### [Assignment]
From the line containing "Self::version_path(service_id, version), name);" to the very last line of the data below, transcribe everything exactly and nothing more.

### [Exercise material]
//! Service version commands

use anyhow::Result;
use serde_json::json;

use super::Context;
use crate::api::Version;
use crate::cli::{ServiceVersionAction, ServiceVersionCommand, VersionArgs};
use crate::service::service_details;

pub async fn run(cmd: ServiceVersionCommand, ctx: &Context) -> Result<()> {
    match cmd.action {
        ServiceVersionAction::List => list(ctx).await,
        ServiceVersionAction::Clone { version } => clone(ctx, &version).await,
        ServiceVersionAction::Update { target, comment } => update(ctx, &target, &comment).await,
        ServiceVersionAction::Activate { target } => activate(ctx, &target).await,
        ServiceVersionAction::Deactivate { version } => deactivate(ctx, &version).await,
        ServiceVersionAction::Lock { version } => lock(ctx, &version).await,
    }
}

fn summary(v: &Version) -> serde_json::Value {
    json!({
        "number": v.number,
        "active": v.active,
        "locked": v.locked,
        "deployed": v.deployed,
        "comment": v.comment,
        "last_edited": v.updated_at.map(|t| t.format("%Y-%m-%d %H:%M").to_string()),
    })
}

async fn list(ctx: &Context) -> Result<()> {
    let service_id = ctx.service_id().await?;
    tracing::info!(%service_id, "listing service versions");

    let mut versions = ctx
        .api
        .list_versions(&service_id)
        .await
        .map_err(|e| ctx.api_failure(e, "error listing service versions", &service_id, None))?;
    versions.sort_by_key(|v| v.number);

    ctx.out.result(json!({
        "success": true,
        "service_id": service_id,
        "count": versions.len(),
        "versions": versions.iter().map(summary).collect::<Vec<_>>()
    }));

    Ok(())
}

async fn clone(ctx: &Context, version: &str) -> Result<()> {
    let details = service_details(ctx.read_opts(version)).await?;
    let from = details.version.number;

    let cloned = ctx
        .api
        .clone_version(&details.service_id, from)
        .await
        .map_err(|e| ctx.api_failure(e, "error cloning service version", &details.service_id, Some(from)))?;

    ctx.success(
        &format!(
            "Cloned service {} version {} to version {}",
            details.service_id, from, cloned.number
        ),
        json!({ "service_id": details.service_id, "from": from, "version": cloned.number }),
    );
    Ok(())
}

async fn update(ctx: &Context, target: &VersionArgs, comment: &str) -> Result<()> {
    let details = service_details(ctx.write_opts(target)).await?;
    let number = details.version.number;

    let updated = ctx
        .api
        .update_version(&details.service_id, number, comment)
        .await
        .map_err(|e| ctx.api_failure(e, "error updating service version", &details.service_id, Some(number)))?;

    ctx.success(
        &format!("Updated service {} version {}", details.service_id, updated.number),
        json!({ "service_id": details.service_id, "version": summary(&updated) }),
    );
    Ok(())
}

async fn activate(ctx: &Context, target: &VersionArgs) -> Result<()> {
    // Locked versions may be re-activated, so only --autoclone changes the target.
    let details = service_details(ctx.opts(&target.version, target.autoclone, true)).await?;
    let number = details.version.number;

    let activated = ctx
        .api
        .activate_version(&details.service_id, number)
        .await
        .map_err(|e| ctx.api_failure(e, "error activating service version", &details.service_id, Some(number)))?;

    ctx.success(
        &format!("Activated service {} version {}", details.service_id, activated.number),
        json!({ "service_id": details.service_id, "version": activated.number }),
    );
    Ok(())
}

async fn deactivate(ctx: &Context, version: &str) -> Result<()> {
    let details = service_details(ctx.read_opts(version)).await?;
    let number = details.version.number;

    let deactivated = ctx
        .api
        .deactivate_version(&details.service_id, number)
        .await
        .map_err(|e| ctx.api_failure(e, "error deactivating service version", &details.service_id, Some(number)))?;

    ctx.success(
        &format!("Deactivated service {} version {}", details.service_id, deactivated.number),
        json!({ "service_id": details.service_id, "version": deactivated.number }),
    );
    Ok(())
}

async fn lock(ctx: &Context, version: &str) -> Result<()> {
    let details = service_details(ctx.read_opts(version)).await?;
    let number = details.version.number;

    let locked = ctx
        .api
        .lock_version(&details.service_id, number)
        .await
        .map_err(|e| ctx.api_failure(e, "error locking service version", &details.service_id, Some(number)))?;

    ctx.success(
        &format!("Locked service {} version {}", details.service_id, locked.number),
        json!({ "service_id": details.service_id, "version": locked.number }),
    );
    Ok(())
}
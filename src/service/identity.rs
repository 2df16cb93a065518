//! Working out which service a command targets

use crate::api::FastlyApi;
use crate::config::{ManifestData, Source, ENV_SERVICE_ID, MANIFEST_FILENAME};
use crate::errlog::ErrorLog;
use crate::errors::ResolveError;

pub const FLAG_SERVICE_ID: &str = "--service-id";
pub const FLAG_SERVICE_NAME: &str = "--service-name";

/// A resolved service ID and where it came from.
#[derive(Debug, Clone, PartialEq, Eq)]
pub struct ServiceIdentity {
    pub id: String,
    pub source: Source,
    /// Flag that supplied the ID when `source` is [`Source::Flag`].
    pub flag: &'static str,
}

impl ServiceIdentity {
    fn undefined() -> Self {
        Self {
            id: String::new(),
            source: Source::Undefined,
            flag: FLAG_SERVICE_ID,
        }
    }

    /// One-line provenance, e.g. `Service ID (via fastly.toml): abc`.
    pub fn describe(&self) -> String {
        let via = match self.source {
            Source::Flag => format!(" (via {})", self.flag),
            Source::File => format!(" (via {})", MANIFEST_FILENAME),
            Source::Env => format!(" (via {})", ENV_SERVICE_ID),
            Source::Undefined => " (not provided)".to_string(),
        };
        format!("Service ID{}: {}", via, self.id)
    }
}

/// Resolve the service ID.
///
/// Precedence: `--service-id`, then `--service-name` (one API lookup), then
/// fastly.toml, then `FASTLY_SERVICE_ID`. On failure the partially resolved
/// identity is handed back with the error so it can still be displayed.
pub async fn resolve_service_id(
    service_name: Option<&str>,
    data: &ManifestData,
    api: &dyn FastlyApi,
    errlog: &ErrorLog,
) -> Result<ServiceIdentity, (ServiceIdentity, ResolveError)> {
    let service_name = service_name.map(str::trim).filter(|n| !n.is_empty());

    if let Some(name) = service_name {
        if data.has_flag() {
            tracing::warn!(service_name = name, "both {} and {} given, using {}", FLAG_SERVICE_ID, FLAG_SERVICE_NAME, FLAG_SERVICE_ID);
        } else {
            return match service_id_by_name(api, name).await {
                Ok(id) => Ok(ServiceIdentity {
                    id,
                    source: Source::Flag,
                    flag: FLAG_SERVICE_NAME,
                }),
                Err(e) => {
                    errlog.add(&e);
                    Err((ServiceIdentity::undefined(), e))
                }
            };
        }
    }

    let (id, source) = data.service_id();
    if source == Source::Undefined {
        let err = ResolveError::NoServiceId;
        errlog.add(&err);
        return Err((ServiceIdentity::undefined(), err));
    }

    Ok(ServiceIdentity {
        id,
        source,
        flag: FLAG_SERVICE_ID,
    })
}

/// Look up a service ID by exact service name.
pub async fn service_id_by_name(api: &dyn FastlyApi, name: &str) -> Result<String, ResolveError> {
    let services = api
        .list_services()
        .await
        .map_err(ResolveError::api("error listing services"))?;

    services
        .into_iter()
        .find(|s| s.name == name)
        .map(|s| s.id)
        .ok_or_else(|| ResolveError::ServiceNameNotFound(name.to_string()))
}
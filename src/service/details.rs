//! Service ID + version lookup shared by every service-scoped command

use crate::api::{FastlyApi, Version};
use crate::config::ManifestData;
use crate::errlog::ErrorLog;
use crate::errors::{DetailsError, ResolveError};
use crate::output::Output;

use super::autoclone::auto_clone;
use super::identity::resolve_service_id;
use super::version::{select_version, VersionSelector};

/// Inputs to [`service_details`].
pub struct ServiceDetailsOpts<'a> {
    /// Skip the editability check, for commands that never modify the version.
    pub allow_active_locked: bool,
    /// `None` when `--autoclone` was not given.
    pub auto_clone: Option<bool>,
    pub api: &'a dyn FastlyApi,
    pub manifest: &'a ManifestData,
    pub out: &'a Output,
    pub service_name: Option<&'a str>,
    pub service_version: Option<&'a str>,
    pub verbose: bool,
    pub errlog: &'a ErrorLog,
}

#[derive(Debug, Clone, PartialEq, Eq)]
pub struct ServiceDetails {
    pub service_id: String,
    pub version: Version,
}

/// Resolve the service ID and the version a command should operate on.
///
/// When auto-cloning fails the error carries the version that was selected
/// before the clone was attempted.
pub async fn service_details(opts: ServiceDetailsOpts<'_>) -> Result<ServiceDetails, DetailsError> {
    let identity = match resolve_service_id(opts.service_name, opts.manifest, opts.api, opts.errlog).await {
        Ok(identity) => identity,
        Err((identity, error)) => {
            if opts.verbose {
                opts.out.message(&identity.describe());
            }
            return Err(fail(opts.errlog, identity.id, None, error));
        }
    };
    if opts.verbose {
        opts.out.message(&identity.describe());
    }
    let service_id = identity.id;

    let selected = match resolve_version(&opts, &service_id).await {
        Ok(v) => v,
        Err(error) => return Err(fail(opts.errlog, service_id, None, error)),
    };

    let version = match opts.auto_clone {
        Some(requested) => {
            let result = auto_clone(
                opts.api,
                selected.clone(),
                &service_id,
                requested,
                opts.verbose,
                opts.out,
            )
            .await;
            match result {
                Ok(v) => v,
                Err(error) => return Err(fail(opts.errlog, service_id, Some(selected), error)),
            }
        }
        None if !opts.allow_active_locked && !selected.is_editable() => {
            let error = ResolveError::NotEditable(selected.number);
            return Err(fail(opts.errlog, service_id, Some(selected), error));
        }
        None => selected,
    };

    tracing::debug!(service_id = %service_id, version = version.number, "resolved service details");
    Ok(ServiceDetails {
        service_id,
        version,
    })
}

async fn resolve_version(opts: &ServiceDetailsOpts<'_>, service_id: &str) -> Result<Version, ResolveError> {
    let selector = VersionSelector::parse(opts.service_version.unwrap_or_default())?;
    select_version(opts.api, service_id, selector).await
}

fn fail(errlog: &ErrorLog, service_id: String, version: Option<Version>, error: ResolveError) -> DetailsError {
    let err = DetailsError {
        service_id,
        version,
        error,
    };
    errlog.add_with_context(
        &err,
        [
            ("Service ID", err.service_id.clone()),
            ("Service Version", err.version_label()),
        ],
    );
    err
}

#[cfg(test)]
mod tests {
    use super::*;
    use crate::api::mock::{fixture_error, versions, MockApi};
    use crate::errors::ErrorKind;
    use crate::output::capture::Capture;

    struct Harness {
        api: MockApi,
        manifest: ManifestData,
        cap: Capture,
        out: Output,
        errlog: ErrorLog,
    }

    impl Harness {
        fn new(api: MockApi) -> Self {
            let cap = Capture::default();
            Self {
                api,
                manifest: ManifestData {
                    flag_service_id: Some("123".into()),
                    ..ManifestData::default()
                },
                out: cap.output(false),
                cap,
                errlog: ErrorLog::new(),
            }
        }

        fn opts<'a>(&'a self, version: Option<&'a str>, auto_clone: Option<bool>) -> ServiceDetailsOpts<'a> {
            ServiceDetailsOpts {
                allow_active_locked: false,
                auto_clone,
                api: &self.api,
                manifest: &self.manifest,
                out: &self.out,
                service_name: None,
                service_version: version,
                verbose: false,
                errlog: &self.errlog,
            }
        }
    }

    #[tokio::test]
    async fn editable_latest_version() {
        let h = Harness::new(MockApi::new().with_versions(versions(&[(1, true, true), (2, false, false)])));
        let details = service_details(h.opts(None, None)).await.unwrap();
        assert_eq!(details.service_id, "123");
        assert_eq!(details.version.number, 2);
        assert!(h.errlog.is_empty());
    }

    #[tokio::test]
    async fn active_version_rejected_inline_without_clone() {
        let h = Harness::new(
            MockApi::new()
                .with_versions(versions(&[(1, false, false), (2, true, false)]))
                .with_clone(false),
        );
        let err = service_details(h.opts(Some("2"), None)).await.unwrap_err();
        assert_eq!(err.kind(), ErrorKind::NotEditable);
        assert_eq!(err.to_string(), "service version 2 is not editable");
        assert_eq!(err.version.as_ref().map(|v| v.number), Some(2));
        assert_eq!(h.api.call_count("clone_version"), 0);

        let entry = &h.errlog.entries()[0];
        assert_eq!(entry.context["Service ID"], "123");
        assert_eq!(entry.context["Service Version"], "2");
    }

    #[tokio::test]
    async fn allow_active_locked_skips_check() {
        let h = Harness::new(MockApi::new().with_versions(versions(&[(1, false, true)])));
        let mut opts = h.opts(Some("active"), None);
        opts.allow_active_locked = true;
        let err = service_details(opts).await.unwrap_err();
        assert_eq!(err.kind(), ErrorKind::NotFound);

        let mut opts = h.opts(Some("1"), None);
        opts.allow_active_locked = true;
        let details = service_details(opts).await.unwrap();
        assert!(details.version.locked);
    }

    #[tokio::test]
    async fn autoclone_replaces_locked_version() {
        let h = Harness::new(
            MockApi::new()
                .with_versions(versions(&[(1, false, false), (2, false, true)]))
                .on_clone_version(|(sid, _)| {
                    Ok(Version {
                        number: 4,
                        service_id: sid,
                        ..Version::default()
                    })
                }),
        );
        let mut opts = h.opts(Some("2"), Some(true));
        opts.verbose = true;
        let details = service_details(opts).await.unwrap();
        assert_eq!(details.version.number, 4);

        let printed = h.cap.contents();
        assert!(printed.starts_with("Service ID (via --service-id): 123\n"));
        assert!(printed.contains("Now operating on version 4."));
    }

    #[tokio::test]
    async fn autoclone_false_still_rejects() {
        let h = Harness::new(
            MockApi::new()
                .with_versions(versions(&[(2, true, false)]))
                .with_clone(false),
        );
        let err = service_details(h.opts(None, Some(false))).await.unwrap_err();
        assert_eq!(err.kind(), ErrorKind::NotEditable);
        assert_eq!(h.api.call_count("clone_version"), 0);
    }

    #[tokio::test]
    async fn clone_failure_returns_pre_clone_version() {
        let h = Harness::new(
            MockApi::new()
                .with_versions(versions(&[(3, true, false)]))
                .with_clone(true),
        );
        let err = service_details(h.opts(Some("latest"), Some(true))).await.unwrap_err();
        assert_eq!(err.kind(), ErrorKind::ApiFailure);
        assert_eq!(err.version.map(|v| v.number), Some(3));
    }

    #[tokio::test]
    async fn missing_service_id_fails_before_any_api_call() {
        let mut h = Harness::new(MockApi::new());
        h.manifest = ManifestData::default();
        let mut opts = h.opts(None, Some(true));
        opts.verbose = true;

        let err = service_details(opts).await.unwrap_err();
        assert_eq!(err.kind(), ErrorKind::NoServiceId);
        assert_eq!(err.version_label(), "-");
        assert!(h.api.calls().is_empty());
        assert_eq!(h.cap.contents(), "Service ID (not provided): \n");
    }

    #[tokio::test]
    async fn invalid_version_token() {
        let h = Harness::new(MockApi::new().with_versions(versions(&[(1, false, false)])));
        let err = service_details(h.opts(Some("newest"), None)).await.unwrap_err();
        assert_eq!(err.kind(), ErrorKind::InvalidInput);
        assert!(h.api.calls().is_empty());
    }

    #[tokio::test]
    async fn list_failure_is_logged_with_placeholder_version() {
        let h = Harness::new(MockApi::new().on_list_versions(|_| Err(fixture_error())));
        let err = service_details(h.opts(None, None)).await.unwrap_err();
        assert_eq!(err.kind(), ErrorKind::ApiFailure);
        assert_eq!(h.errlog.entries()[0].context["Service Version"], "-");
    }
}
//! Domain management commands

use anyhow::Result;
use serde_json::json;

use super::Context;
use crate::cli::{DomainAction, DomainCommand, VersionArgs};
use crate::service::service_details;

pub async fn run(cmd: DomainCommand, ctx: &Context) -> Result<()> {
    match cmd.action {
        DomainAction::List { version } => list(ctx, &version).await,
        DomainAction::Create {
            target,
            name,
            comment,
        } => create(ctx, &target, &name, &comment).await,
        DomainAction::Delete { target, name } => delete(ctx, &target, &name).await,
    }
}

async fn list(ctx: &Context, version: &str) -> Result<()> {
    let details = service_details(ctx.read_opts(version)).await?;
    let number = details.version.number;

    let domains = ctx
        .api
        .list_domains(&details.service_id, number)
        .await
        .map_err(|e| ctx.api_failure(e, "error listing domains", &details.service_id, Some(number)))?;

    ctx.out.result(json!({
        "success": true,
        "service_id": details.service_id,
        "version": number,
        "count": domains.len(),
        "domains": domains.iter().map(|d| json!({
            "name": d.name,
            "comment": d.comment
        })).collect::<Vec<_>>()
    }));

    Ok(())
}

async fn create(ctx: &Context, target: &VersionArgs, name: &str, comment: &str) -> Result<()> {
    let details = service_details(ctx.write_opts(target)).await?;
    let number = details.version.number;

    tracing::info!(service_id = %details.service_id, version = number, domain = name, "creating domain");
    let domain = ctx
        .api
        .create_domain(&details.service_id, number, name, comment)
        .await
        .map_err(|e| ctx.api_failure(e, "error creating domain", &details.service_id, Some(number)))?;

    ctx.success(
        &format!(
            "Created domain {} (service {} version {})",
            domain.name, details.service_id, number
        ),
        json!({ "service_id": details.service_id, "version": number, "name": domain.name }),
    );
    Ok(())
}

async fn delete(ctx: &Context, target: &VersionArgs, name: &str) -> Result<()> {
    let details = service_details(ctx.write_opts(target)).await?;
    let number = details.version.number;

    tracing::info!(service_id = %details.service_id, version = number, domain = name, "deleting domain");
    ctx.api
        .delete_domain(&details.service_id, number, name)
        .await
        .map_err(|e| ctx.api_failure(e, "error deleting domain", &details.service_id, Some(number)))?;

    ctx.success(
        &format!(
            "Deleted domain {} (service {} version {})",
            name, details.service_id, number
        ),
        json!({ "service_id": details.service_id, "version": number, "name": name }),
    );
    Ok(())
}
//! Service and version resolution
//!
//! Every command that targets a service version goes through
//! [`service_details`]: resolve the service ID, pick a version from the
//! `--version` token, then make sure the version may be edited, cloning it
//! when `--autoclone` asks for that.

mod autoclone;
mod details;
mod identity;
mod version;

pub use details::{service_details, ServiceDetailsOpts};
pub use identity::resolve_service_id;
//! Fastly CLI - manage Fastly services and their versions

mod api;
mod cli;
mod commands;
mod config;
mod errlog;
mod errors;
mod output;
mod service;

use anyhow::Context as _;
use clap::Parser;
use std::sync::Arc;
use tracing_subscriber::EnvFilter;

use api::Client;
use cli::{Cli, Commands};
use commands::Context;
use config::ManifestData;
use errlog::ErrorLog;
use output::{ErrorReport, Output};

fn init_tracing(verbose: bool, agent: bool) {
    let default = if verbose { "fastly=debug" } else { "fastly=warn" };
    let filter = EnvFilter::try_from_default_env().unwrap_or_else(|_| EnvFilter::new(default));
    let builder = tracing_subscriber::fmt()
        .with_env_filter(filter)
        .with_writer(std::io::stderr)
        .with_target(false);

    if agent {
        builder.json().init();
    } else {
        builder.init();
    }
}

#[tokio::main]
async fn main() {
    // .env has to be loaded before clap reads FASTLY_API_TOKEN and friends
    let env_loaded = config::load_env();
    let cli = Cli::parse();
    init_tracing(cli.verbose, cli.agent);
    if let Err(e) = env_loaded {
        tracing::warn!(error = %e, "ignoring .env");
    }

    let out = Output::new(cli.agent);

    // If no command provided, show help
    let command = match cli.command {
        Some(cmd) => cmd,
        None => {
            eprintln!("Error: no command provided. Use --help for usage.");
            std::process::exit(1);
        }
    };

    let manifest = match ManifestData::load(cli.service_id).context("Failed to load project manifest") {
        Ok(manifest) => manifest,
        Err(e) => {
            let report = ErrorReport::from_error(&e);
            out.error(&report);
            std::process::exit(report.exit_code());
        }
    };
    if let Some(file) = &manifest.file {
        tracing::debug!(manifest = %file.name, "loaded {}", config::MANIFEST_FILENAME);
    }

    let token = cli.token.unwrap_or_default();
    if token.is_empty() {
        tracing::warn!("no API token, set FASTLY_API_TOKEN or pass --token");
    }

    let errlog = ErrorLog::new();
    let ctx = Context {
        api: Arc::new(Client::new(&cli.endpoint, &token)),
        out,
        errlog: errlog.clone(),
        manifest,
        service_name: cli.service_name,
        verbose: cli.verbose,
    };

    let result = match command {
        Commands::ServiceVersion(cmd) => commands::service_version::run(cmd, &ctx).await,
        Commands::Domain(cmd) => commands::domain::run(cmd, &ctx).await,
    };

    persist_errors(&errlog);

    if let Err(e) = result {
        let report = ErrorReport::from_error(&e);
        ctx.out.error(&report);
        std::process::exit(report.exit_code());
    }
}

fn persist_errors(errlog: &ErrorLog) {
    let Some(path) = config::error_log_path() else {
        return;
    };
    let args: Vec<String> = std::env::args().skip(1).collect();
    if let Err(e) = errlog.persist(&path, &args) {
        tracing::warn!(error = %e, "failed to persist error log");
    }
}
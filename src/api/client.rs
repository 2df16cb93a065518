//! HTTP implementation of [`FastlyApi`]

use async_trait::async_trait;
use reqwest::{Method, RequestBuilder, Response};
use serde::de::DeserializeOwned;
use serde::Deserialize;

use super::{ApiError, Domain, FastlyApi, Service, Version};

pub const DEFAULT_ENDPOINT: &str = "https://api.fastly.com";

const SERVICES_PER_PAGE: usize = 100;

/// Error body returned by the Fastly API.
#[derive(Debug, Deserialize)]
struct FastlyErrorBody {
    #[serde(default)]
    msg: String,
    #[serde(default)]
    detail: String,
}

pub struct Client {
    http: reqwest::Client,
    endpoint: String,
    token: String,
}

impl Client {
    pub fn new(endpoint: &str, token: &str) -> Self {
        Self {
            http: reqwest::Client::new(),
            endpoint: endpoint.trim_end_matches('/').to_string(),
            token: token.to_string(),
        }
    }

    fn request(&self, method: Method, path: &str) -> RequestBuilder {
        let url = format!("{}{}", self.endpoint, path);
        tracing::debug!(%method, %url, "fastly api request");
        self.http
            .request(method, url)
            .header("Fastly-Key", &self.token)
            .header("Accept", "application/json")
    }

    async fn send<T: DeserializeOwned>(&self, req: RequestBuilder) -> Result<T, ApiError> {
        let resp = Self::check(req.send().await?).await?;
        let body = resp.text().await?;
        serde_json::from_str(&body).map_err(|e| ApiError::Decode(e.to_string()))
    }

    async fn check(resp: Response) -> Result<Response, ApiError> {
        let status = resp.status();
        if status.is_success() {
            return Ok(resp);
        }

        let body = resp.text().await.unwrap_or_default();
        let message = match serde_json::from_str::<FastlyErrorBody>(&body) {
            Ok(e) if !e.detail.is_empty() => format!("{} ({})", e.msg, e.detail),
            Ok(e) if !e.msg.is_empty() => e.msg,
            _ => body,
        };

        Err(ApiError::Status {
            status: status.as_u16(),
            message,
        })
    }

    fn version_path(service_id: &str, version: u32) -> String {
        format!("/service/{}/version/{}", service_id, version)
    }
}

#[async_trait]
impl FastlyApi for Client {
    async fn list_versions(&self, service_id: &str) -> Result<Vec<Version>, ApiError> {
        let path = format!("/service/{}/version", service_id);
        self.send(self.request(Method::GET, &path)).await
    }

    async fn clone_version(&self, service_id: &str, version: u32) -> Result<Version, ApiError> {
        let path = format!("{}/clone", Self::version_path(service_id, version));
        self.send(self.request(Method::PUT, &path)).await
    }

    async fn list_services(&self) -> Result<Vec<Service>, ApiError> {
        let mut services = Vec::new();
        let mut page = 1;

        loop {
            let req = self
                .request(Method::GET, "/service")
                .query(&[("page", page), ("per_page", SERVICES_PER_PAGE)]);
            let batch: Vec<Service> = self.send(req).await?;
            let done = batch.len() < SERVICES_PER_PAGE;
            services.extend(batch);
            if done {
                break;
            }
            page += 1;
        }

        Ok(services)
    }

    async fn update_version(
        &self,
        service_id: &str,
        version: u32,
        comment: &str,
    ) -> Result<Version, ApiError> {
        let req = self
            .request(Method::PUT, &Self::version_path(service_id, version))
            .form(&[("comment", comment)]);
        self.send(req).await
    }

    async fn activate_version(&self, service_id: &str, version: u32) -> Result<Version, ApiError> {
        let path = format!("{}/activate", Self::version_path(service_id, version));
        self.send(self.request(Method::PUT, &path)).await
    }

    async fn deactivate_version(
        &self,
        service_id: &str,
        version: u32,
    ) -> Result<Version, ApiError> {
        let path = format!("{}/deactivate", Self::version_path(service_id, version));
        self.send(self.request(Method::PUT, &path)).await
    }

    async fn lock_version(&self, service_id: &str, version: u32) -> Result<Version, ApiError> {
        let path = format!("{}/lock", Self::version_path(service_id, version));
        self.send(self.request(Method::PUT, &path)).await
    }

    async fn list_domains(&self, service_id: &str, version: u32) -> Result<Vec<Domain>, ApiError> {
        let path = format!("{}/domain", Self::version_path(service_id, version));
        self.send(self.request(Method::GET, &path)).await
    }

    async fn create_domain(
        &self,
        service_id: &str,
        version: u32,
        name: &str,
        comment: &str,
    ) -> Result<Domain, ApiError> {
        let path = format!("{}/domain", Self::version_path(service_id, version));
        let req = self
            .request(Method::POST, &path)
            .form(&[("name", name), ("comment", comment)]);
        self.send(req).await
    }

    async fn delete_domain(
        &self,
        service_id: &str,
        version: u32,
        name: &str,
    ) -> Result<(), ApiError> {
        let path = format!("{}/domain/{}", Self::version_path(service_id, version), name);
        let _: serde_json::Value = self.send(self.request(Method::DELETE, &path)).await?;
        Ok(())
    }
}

### [Reply]
        let path = format!("{}/domain/{}", Self::version_path(service_id, version), name);
        let _: serde_json::Value = self.send(self.request(Method::DELETE, &path)).await?;
        Ok(())
    }
}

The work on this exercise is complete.